_THE INPUT_.
--------------------------------------------------

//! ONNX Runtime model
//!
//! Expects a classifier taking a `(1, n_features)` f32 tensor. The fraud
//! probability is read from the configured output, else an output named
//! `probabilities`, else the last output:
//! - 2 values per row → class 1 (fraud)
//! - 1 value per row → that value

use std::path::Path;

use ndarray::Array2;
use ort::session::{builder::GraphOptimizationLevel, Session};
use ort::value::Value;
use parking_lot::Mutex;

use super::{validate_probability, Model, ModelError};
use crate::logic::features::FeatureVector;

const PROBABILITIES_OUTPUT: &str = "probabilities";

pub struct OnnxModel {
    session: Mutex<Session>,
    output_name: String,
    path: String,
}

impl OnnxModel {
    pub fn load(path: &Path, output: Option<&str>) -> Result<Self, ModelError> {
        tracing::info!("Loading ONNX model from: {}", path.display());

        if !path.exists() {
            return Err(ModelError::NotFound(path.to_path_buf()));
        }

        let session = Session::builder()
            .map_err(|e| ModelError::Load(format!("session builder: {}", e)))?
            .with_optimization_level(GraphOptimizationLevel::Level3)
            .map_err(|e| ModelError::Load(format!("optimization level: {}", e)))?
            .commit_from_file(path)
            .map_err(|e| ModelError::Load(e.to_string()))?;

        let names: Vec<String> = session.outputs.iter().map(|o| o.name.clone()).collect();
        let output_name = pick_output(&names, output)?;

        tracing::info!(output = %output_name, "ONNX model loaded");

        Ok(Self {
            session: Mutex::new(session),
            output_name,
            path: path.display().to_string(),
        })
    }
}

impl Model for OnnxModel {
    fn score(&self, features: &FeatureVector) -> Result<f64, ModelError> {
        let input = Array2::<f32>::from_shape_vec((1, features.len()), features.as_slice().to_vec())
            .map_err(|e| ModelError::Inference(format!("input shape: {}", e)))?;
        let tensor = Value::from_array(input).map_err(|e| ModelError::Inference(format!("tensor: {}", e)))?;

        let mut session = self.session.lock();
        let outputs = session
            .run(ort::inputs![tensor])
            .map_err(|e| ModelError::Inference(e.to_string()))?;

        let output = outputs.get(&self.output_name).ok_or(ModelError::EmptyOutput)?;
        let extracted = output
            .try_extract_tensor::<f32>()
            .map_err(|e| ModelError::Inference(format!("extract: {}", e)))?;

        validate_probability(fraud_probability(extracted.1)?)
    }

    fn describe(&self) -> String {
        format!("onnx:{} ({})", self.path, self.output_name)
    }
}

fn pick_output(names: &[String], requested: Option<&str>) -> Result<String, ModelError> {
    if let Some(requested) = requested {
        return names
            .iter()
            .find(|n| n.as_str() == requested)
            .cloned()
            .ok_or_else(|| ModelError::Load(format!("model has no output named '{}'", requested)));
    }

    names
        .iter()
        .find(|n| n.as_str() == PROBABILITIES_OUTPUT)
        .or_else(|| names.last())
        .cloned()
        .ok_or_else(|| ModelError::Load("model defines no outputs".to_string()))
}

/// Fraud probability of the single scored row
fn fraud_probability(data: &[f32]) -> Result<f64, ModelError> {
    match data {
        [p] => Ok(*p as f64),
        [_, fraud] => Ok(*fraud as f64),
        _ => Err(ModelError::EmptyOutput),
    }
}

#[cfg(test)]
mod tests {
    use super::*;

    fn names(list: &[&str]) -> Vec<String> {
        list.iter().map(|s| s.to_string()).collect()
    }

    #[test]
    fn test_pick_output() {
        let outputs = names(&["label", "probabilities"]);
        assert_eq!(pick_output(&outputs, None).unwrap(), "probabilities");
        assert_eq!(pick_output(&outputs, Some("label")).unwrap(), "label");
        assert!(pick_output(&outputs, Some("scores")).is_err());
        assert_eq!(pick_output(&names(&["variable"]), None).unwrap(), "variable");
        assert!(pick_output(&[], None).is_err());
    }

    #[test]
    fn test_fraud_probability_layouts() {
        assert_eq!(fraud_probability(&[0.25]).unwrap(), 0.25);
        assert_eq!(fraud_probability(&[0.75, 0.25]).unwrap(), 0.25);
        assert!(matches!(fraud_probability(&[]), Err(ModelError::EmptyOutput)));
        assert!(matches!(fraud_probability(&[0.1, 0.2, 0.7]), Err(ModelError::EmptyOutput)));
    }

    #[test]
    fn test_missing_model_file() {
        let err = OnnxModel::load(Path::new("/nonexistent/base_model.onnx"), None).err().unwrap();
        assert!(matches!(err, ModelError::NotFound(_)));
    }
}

--------------------------------------------------

_ASSIGNED TASK_. Find and copy each line of the listing above that holds the word "FeatureVector".

_EXERCISE ANSWER_.
use crate::logic::features::FeatureVector;
    fn score(&self, features: &FeatureVector) -> Result<f64, ModelError> {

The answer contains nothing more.